Saygıdeğer bakanlık yetkilileri, sayın veliler, değerli meslektaşlarım, Sene sonunun yaklaşması hasebiyle 4. sınıf, 8. sınıf ve lise son sınıftaki öğrencilerimiz mezuniyet törenini bahane göstererek; ne kültürümüzde, ne örf ve adetlerimizde ne de dini ve milli yaşayışımızda yeri olmayan ”mezuniyet balosu” tertipleme isteğinde bulunmaktadırlar.
Bizim, çocuklarımızın bu isteğine, kırmadan dökmeden evvela mukabele etmemiz, onları muhatap almamız gerekir. Bu safiyane istek karşısında onlara doğru yolu gösterip gelişim seviyelerine uygun rehberlik etmemiz lazım. Makul ölçülerde, aşırıya kaçmadan mezuniyet törenin yapılabileceğini güzel bir dille anlatmak gerekir.
Mezkur konuyu açıklamadan önce değişen ve gelişerek globalleşen dünyaya sadece dış görünüş olarak değil; bilim, teknoloji, sanat ve sporda da ayak uydurabilmemiz için acilen şu sorulara cevap bulmamız lazım:
Nasıl bireyler yetiştirmek istiyoruz?
İstendik bireyler kimlerdir ve özellikleri nelerdir? Nasıl bir gençlik istiyoruz?
Bu gençliği hangi kriterlere göre yetiştirmeliyiz?
Yani kısacası hedeflediklerimiz, istediklerimiz ve süreçteki faaliyetlerin çatışmaması gerekir. Süreç farklı başlayıp, ortasında başkalaşıp, sonu da Avrupai olacaksa hiçbir hedefimize ulaşamayız, başarılı olamayız, bir anlam da ifade etmeyecektir.

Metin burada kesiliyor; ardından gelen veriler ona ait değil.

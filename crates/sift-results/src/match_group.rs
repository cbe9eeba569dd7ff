//! Match groups and their truncation.
//!
//! A match group is a contiguous excerpt of a file (`blob_lines`, covering
//! `start_line..end_line`) together with the matches highlighted inside it.
//! Long excerpts are cut down to a match budget with [`limit_group`].

use serde::{Deserialize, Serialize};
use sift_core::{defaults, SearchConfig};
use tracing::trace;

/// A zero-based line/character position.
#[derive(Debug, Clone, Copy, PartialEq, Eq, Serialize, Deserialize)]
pub struct Position {
    pub line: usize,
    pub character: usize,
}

/// One highlighted match.
#[derive(Debug, Clone, PartialEq, Eq, Serialize, Deserialize)]
#[serde(rename_all = "camelCase")]
pub struct MatchItem {
    /// Zero-based line of the match in the file.
    pub line: usize,
    pub character: usize,
    pub highlight_length: usize,
    /// Whether the match lies in a context line rather than a matched line.
    pub is_in_context: bool,
}

/// A file excerpt with its matches.
#[derive(Debug, Clone, PartialEq, Eq, Serialize, Deserialize)]
#[serde(rename_all = "camelCase")]
pub struct MatchGroup {
    /// Lines `start_line..end_line` of the file.
    pub blob_lines: Vec<String>,
    /// Matches ordered by position.
    pub matches: Vec<MatchItem>,
    /// Position the excerpt links to.
    pub position: Position,
    pub start_line: usize,
    /// Exclusive.
    pub end_line: usize,
}

/// Truncate `group` to `limit` matches, keeping one line of trailing context.
///
/// See [`limit_group_with_context`].
pub fn limit_group(group: MatchGroup, limit: usize) -> MatchGroup {
    limit_group_with_context(group, limit, defaults::MATCH_CONTEXT_LINES)
}

/// Truncate `group` using the configured trailing context.
pub fn limit_group_with_config(group: MatchGroup, limit: usize, config: &SearchConfig) -> MatchGroup {
    limit_group_with_context(group, limit, config.match_context_lines)
}

/// Truncate `group` to `limit` matches.
///
/// A group with at most `limit` matches is returned unchanged. Otherwise the
/// excerpt ends `context_after` lines after the line of the last kept match
/// (never past the original end), and every match on a kept line survives,
/// even when that exceeds `limit`. A limit of zero empties the group.
pub fn limit_group_with_context(
    mut group: MatchGroup,
    limit: usize,
    context_after: usize,
) -> MatchGroup {
    if group.matches.len() <= limit {
        return group;
    }

    let end_line = match limit.checked_sub(1).and_then(|i| group.matches.get(i)) {
        Some(last) => last
            .line
            .saturating_add(1)
            .saturating_add(context_after)
            .min(group.end_line)
            .max(group.start_line),
        None => group.start_line,
    };

    group.matches.retain(|m| m.line < end_line);
    group
        .blob_lines
        .truncate(end_line.saturating_sub(group.start_line));
    group.end_line = end_line;

    trace!(
        match_count = group.matches.len(),
        end_line,
        "Limited match group"
    );
    group
}

#[cfg(test)]
mod tests {
    use super::*;

    fn item(line: usize, character: usize, highlight_length: usize) -> MatchItem {
        MatchItem {
            line,
            character,
            highlight_length,
            is_in_context: false,
        }
    }

    fn group(matches: Vec<MatchItem>) -> MatchGroup {
        MatchGroup {
            blob_lines: vec!["line0".into(), "line1".into(), "line2".into()],
            matches,
            position: Position {
                line: 1,
                character: 1,
            },
            start_line: 0,
            end_line: 3,
        }
    }

    #[test]
    fn test_truncates_a_group() {
        let limited = limit_group(group(vec![item(0, 0, 1), item(2, 0, 1)]), 1);

        let expected = MatchGroup {
            blob_lines: vec!["line0".into(), "line1".into()],
            matches: vec![item(0, 0, 1)],
            position: Position {
                line: 1,
                character: 1,
            },
            start_line: 0,
            end_line: 2,
        };
        assert_eq!(limited, expected);
    }

    #[test]
    fn test_preserves_group_within_limit() {
        let original = group(vec![item(0, 0, 1)]);
        assert_eq!(limit_group(original.clone(), 10), original);
    }

    #[test]
    fn test_keeps_match_on_context_line() {
        let limited = limit_group(group(vec![item(0, 0, 1), item(1, 0, 1)]), 1);
        assert_eq!(limited.matches, vec![item(0, 0, 1), item(1, 0, 1)]);
        assert_eq!(limited.blob_lines, vec!["line0", "line1"]);
        assert_eq!(limited.end_line, 2);
    }

    #[test]
    fn test_keeps_second_match_on_same_line() {
        let limited = limit_group(group(vec![item(0, 0, 1), item(0, 2, 3)]), 1);
        assert_eq!(limited.matches, vec![item(0, 0, 1), item(0, 2, 3)]);
        assert_eq!(limited.blob_lines, vec!["line0", "line1"]);
        assert_eq!(limited.end_line, 2);
    }

    #[test]
    fn test_zero_limit_empties_group() {
        let limited = limit_group(group(vec![item(0, 0, 1)]), 0);
        assert!(limited.matches.is_empty());
        assert!(limited.blob_lines.is_empty());
        assert_eq!(limited.end_line, 0);
    }

    #[test]
    fn test_context_is_clamped_to_group_end() {
        let limited = limit_group_with_context(group(vec![item(1, 0, 1), item(2, 0, 1)]), 1, 5);
        assert_eq!(limited.end_line, 3);
        assert_eq!(limited.blob_lines.len(), 3);
        assert_eq!(limited.matches.len(), 2);
    }

    #[test]
    fn test_without_trailing_context() {
        let limited = limit_group_with_context(group(vec![item(0, 0, 1), item(1, 0, 1)]), 1, 0);
        assert_eq!(limited.end_line, 1);
        assert_eq!(limited.blob_lines, vec!["line0"]);
        assert_eq!(limited.matches, vec![item(0, 0, 1)]);
    }

    #[test]
    fn test_group_not_starting_at_zero() {
        let original = MatchGroup {
            blob_lines: (10..15).map(|i| format!("line{}", i)).collect(),
            matches: vec![item(10, 0, 1), item(13, 0, 1)],
            position: Position {
                line: 10,
                character: 0,
            },
            start_line: 10,
            end_line: 15,
        };
        let limited = limit_group(original, 1);
        assert_eq!(limited.end_line, 12);
        assert_eq!(limited.blob_lines, vec!["line10", "line11"]);
        assert_eq!(limited.matches, vec![item(10, 0, 1)]);
    }

    #[test]
    fn test_huge_line_numbers_do_not_overflow() {
        let original = MatchGroup {
            blob_lines: vec!["a".into(), "b".into()],
            matches: vec![item(usize::MAX - 1, 0, 1), item(usize::MAX, 0, 1)],
            position: Position {
                line: usize::MAX - 1,
                character: 0,
            },
            start_line: usize::MAX - 1,
            end_line: usize::MAX,
        };
        let limited = limit_group_with_context(original, 1, usize::MAX);
        assert_eq!(limited.end_line, usize::MAX);
        assert_eq!(limited.blob_lines.len(), 1);
        assert_eq!(limited.matches, vec![item(usize::MAX - 1, 0, 1)]);
    }

    #[test]
    fn test_limit_with_config() {
        let config = SearchConfig::default().with_match_context_lines(0);
        let limited =
            limit_group_with_config(group(vec![item(0, 0, 1), item(2, 0, 1)]), 1, &config);
        assert_eq!(limited.end_line, 1);
    }

    #[test]
    fn test_deserialize_camel_case() {
        let json = serde_json::json!({
            "blobLines": ["a"],
            "matches": [{"line": 0, "character": 0, "highlightLength": 1, "isInContext": false}],
            "position": {"line": 0, "character": 0},
            "startLine": 0,
            "endLine": 1
        });
        let parsed: MatchGroup = serde_json::from_value(json).unwrap();
        assert_eq!(parsed.matches[0].highlight_length, 1);
        assert_eq!(parsed.end_line, 1);
    }
}
//! Integration tests for match group truncation on serialized results.

use serde_json::json;
use sift_results::{limit_group, MatchGroup};

fn groups_fixture() -> Vec<MatchGroup> {
    serde_json::from_value(json!([
        {
            "blobLines": ["fn a() {", "    todo!()", "}", "", "fn b() {}"],
            "matches": [
                {"line": 20, "character": 3, "highlightLength": 1, "isInContext": false},
                {"line": 21, "character": 4, "highlightLength": 4, "isInContext": false},
                {"line": 24, "character": 3, "highlightLength": 1, "isInContext": false}
            ],
            "position": {"line": 20, "character": 3},
            "startLine": 20,
            "endLine": 25
        },
        {
            "blobLines": ["use std::fmt;"],
            "matches": [
                {"line": 0, "character": 4, "highlightLength": 3, "isInContext": false}
            ],
            "position": {"line": 0, "character": 4},
            "startLine": 0,
            "endLine": 1
        }
    ]))
    .unwrap()
}

#[test]
fn test_limit_each_group_of_a_file() {
    let limited: Vec<MatchGroup> = groups_fixture()
        .into_iter()
        .map(|group| limit_group(group, 2))
        .collect();

    assert_eq!(limited[0].end_line, 23);
    assert_eq!(limited[0].blob_lines, vec!["fn a() {", "    todo!()", "}"]);
    assert_eq!(limited[0].matches.len(), 2);

    // Within the limit: untouched.
    assert_eq!(limited[1], groups_fixture()[1]);
}

#[test]
fn test_limited_group_serializes_back() {
    let limited = limit_group(groups_fixture().remove(0), 1);
    let value = serde_json::to_value(&limited).unwrap();

    assert_eq!(value["endLine"], 22);
    assert_eq!(value["blobLines"], json!(["fn a() {", "    todo!()"]));
    assert_eq!(value["matches"].as_array().unwrap().len(), 2);
}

Bakanlık bütün bu sorulara açıklık getirmeli, hedeflerimizi iki cümleyle değil de ayrıntılı olarak net bir şekilde ortaya koymalıdır.Yapılacak olan mezuniyet törenlerine de bir sınır çizmelidir. Bazı durumları disipline etmek, kaide ve kurallara bağlamak yasaklamak olarak algılanmamalıdır.
Başıboşluk ve her istediğini yapmak ve yaptırmak doğru değildir. Hal böyle olursa sene başından sonuna kadar yapılan değerler eğitimi, milli ve manevi değerlere saygı ve bağlılığın bir anlamı da kalmayacaktır. Dördüncü sınıf öğrencilerinin bile mezuniyet balosu için çarşı pazar dolaşıp abiye baktıklarını görüyoruz, duyuyoruz.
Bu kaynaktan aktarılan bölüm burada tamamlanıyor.